→ The task
Retype every record below exactly as it is written.
◇ ◇ ◇ ◇
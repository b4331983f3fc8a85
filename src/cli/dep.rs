//! Dependency commands: dep add, dep rm, dep ls

use crate::cli::GlobalOptions;
use crate::dependency::DanglingReference;
use crate::error::Result;
use crate::output::Message;

#[derive(serde::Serialize)]
struct EdgeReport {
    task: u64,
    depends_on: u64,
    changed: bool,
}

#[derive(serde::Serialize)]
struct TaskDepsReport {
    task: u64,
    dependencies: Vec<u64>,
    blocked_by: Vec<u64>,
}

#[derive(serde::Serialize)]
struct GraphReport {
    edges: Vec<(u64, u64)>,
    dangling: Vec<DanglingReference>,
}

pub fn run_add(global: &GlobalOptions, task: u64, depends_on: u64) -> Result<()> {
    let mut store = global.open_store()?;
    let changed = store.add_dependency(task, depends_on)?;

    let header = if changed {
        format!("Task {task} now depends on {depends_on}")
    } else {
        format!("Task {task} already depends on {depends_on}")
    };
    let report = EdgeReport {
        task,
        depends_on,
        changed,
    };
    global.reply(&mut store, &report, &Message::new(header))
}

pub fn run_rm(global: &GlobalOptions, task: u64, depends_on: u64) -> Result<()> {
    let mut store = global.open_store()?;
    let changed = store.remove_dependency(task, depends_on)?;

    let header = if changed {
        format!("Task {task} no longer depends on {depends_on}")
    } else {
        format!("Task {task} did not depend on {depends_on}")
    };
    let report = EdgeReport {
        task,
        depends_on,
        changed,
    };
    global.reply(&mut store, &report, &Message::new(header))
}

pub fn run_ls(global: &GlobalOptions, task: Option<u64>) -> Result<()> {
    let mut store = global.open_store()?;

    if let Some(task) = task {
        let report = TaskDepsReport {
            task,
            dependencies: store.get_dependencies(task)?,
            blocked_by: store.get_blocked_by(task)?,
        };
        let mut message = Message::new(format!("Dependencies of task {task}"));
        message
            .field("depends on", join_ids(&report.dependencies))
            .field("blocks", join_ids(&report.blocked_by));
        return global.reply(&mut store, &report, &message);
    }

    let report = GraphReport {
        edges: store.dependency_graph()?.edges().collect(),
        dangling: store.dangling_dependencies()?,
    };
    let mut message = Message::new(format!("{} dependency edge(s)", report.edges.len()));
    for (task, depends_on) in &report.edges {
        message.line(format!("{task} -> {depends_on}"));
    }
    for edge in &report.dangling {
        message.note(format!(
            "{} -> {} references missing task(s) {}",
            edge.task_id,
            edge.depends_on_id,
            join_ids(&edge.missing)
        ));
    }
    global.reply(&mut store, &report, &message)
}

fn join_ids(ids: &[u64]) -> String {
    if ids.is_empty() {
        return "none".to_string();
    }
    ids.iter()
        .map(|id| id.to_string())
        .collect::<Vec<_>>()
        .join(", ")
}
◇ ◇ ◇ ◇
→ Output of the task
repository b4331983f3fc8a85
filename src/cli/dep.rs
//! Dependency commands: dep add, dep rm, dep ls

use crate::cli::GlobalOptions;
use crate::dependency::DanglingReference;
use crate::error::Result;
use crate::output::Message;

#[derive(serde::Serialize)]
struct EdgeReport {
    task: u64,
    depends_on: u64,
    changed: bool,
}

#[derive(serde::Serialize)]
struct TaskDepsReport {
    task: u64,
    dependencies: Vec<u64>,
    blocked_by: Vec<u64>,
}

#[derive(serde::Serialize)]
struct GraphReport {
    edges: Vec<(u64, u64)>,
    dangling: Vec<DanglingReference>,
}

pub fn run_add(global: &GlobalOptions, task: u64, depends_on: u64) -> Result<()> {
    let mut store = global.open_store()?;
    let changed = store.add_dependency(task, depends_on)?;

    let header = if changed {
        format!("Task {task} now depends on {depends_on}")
    } else {
        format!("Task {task} already depends on {depends_on}")
    };
    let report = EdgeReport {
        task,
        depends_on,
        changed,
    };
    global.reply(&mut store, &report, &Message::new(header))
}

pub fn run_rm(global: &GlobalOptions, task: u64, depends_on: u64) -> Result<()> {
    let mut store = global.open_store()?;
    let changed = store.remove_dependency(task, depends_on)?;

    let header = if changed {
        format!("Task {task} no longer depends on {depends_on}")
    } else {
        format!("Task {task} did not depend on {depends_on}")
    };
    let report = EdgeReport {
        task,
        depends_on,
        changed,
    };
    global.reply(&mut store, &report, &Message::new(header))
}

pub fn run_ls(global: &GlobalOptions, task: Option<u64>) -> Result<()> {
    let mut store = global.open_store()?;

    if let Some(task) = task {
        let report = TaskDepsReport {
            task,
            dependencies: store.get_dependencies(task)?,
            blocked_by: store.get_blocked_by(task)?,
        };
        let mut message = Message::new(format!("Dependencies of task {task}"));
        message
            .field("depends on", join_ids(&report.dependencies))
            .field("blocks", join_ids(&report.blocked_by));
        return global.reply(&mut store, &report, &message);
    }

    let report = GraphReport {
        edges: store.dependency_graph()?.edges().collect(),
        dangling: store.dangling_dependencies()?,
    };
    let mut message = Message::new(format!("{} dependency edge(s)", report.edges.len()));
    for (task, depends_on) in &report.edges {
        message.line(format!("{task} -> {depends_on}"));
    }
    for edge in &report.dangling {
        message.note(format!(
            "{} -> {} references missing task(s) {}",
            edge.task_id,
            edge.depends_on_id,
            join_ids(&edge.missing)
        ));
    }
    global.reply(&mut store, &report, &message)
}

fn join_ids(ids: &[u64]) -> String {
    if ids.is_empty() {
        return "none".to_string();
    }
    ids.iter()
        .map(|id| id.to_string())
        .collect::<Vec<_>>()
        .join(", ")
}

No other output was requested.